■ Exercise prompt: Whenever a line of the material contains the string "MostRecentlySaved", it should be copied.

Start of Block

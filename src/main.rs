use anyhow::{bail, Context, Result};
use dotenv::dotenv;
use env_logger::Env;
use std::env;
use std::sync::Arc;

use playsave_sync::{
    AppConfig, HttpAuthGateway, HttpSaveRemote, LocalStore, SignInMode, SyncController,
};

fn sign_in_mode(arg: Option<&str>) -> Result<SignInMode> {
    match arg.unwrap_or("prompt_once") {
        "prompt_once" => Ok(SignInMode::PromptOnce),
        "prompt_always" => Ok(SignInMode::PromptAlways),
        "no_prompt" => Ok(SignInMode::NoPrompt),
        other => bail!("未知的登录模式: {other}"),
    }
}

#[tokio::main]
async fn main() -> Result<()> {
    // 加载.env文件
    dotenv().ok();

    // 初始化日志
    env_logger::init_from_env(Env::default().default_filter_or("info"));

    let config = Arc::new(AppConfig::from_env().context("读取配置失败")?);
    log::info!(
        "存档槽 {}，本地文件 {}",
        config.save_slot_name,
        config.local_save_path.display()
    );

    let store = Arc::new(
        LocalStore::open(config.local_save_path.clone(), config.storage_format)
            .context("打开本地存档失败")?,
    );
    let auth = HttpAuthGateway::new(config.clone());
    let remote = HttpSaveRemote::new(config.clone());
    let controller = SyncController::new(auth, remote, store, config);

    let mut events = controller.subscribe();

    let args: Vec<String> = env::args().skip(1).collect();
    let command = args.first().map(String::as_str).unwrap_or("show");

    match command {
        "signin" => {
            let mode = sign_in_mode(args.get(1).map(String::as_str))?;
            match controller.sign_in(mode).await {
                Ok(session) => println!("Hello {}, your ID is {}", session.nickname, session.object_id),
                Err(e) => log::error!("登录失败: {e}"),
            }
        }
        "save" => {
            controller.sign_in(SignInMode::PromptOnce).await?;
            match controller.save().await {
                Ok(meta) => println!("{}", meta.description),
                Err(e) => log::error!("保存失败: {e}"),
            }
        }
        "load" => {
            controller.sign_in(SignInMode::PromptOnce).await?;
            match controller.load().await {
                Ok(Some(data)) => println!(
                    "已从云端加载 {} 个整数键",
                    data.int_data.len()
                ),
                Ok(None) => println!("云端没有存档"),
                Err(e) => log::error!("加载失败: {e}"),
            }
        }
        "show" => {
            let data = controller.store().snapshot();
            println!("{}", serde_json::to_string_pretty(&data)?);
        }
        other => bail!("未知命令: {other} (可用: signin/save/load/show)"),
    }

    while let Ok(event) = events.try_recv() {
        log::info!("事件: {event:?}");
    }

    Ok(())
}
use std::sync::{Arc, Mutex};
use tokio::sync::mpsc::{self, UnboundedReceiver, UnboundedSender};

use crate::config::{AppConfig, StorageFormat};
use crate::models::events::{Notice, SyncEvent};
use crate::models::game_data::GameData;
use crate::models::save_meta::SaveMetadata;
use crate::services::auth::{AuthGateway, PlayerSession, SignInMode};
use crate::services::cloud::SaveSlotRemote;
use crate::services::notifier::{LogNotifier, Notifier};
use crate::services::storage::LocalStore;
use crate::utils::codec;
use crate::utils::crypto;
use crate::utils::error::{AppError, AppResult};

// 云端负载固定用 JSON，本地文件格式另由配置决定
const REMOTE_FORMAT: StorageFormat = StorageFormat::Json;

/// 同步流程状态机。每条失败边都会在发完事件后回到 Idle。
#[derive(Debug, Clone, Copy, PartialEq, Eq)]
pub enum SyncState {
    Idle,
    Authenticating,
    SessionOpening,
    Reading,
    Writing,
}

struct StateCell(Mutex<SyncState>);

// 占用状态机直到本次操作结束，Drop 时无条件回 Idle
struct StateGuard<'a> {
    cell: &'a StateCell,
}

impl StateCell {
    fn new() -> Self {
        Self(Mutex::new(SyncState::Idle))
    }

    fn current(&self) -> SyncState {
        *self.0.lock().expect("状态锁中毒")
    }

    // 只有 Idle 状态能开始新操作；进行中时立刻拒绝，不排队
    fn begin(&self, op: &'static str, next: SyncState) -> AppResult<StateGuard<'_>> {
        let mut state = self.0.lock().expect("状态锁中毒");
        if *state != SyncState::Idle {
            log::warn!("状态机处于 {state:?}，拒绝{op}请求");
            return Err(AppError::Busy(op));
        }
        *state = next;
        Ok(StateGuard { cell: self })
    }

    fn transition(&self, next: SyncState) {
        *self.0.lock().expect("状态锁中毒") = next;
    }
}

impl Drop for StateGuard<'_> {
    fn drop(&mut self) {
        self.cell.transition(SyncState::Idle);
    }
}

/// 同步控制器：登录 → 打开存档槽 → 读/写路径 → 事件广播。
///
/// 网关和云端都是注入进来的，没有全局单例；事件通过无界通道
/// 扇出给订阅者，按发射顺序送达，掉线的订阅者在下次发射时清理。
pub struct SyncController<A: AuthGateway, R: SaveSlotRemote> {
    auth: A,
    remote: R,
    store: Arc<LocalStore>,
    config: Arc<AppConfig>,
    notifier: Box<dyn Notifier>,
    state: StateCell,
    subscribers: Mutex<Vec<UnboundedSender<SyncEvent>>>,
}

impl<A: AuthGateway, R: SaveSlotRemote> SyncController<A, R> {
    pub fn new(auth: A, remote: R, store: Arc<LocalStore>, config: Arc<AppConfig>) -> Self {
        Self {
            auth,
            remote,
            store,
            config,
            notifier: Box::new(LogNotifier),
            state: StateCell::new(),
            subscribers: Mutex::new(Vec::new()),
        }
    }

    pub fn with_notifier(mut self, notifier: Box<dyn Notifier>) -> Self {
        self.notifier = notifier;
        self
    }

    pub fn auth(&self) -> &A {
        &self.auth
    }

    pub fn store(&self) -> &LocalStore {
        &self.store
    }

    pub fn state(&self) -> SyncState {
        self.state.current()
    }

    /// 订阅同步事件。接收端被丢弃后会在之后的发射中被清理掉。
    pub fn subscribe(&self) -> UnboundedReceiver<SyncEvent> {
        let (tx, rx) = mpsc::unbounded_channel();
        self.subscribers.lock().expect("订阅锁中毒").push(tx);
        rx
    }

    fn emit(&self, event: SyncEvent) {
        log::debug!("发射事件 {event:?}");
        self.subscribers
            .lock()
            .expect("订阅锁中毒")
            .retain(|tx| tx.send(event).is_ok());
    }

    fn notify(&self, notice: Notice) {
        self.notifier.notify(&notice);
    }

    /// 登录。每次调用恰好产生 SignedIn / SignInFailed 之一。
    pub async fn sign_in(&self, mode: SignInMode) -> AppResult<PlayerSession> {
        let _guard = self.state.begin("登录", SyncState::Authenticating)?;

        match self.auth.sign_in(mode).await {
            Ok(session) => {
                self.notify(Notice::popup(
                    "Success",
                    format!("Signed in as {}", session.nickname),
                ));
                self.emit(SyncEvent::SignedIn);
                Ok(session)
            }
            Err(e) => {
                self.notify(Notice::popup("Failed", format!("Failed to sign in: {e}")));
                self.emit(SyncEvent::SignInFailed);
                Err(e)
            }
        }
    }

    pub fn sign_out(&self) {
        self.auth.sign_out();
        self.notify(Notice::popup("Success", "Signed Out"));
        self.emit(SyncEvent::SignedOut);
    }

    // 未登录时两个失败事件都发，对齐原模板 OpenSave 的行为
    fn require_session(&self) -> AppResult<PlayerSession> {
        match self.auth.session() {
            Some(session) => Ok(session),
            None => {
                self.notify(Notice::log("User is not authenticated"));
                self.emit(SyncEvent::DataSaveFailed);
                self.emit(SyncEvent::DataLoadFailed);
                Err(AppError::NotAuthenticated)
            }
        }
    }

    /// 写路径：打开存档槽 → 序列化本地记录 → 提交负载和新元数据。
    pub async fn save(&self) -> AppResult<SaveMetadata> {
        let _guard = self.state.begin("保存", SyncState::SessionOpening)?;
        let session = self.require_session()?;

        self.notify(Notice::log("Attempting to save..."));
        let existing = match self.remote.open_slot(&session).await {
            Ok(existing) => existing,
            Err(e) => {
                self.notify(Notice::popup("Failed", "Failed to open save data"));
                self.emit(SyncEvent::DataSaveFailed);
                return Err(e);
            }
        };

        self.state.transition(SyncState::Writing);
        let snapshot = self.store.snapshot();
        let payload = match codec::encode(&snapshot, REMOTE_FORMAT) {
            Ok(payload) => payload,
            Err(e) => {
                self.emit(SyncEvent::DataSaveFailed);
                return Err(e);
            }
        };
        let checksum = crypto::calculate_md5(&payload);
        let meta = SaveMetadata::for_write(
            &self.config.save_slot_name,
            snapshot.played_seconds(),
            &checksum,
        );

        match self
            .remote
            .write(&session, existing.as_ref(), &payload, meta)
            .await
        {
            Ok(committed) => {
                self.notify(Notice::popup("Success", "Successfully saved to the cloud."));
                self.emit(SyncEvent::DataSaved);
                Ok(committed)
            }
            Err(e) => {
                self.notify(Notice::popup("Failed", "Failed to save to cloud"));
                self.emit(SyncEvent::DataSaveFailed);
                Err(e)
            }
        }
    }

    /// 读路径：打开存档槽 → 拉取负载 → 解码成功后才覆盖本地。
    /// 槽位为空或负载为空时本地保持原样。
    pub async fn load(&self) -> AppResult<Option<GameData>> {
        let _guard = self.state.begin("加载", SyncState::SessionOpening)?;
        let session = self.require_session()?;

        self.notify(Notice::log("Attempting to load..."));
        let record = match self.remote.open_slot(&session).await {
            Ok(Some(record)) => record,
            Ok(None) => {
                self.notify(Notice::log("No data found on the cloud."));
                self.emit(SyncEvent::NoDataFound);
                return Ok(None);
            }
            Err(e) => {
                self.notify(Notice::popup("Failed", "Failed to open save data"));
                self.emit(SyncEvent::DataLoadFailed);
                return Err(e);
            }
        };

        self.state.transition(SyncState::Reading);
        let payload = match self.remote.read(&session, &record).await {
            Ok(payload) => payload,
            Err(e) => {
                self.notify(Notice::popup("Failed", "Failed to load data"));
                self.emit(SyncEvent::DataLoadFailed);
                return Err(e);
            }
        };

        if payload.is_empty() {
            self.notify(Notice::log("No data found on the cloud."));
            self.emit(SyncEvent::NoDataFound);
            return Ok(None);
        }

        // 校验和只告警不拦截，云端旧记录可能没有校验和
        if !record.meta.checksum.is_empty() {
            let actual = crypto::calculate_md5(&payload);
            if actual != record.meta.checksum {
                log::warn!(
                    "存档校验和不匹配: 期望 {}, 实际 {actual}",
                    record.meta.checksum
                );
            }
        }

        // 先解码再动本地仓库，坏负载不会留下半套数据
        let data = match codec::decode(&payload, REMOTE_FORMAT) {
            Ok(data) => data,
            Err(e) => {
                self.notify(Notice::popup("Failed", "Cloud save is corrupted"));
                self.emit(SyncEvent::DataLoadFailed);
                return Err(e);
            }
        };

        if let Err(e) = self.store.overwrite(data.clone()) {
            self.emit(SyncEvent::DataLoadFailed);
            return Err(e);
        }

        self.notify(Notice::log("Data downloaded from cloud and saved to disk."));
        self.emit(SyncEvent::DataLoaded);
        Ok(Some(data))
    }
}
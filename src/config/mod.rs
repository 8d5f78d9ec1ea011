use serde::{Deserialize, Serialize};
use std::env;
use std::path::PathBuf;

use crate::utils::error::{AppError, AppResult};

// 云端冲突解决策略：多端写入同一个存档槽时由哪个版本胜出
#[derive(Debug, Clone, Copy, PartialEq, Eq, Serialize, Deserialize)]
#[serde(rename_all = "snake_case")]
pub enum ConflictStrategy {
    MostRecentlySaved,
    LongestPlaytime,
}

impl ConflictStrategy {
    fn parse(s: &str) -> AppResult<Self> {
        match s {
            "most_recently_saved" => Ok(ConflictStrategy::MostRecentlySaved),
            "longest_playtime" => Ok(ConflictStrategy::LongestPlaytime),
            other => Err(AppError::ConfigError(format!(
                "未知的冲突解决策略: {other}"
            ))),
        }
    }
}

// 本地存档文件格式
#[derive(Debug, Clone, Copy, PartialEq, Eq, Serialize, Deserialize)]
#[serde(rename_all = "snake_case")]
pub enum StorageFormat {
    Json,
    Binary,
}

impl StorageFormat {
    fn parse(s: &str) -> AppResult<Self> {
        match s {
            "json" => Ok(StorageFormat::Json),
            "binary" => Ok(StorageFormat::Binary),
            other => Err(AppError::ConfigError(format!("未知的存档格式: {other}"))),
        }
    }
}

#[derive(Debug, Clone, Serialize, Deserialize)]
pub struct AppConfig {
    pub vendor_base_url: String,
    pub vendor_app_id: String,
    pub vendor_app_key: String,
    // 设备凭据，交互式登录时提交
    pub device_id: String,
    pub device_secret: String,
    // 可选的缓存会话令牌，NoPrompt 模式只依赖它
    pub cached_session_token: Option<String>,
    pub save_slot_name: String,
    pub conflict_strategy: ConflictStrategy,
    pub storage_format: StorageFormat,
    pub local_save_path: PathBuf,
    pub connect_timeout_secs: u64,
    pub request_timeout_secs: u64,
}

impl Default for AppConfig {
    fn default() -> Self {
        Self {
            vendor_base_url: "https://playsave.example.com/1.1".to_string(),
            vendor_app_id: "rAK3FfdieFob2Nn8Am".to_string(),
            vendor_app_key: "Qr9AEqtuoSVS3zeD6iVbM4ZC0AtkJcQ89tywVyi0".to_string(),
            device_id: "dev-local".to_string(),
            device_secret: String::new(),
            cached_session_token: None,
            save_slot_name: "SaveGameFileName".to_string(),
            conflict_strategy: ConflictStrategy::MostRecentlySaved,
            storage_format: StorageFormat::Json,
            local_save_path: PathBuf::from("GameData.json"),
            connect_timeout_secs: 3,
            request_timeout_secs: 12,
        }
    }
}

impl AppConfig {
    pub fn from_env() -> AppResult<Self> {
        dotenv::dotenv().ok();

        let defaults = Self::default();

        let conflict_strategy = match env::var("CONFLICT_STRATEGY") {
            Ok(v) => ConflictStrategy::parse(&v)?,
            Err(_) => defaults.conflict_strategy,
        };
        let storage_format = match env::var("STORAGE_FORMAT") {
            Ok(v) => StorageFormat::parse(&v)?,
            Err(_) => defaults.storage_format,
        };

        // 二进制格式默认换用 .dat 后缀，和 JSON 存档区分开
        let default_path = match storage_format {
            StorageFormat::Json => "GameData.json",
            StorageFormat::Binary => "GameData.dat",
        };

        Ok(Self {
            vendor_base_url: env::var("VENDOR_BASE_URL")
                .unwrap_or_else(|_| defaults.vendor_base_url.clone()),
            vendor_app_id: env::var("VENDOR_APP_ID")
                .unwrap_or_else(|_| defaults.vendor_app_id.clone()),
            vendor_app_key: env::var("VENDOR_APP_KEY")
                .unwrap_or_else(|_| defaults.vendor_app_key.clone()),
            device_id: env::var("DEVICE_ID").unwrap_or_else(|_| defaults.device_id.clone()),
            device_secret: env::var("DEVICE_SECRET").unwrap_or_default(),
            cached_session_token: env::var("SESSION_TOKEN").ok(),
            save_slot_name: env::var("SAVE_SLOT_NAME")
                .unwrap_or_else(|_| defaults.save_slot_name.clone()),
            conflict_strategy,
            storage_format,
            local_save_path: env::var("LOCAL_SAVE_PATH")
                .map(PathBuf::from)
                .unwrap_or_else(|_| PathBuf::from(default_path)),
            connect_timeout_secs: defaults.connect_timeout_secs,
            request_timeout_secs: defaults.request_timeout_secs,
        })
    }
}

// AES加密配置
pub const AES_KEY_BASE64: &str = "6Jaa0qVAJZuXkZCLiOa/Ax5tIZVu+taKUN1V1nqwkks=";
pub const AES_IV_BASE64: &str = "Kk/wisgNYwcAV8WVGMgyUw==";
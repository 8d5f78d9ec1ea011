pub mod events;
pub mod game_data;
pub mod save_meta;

End of Block

■ Output:
    MostRecentlySaved,
            "most_recently_saved" => Ok(ConflictStrategy::MostRecentlySaved),
            conflict_strategy: ConflictStrategy::MostRecentlySaved,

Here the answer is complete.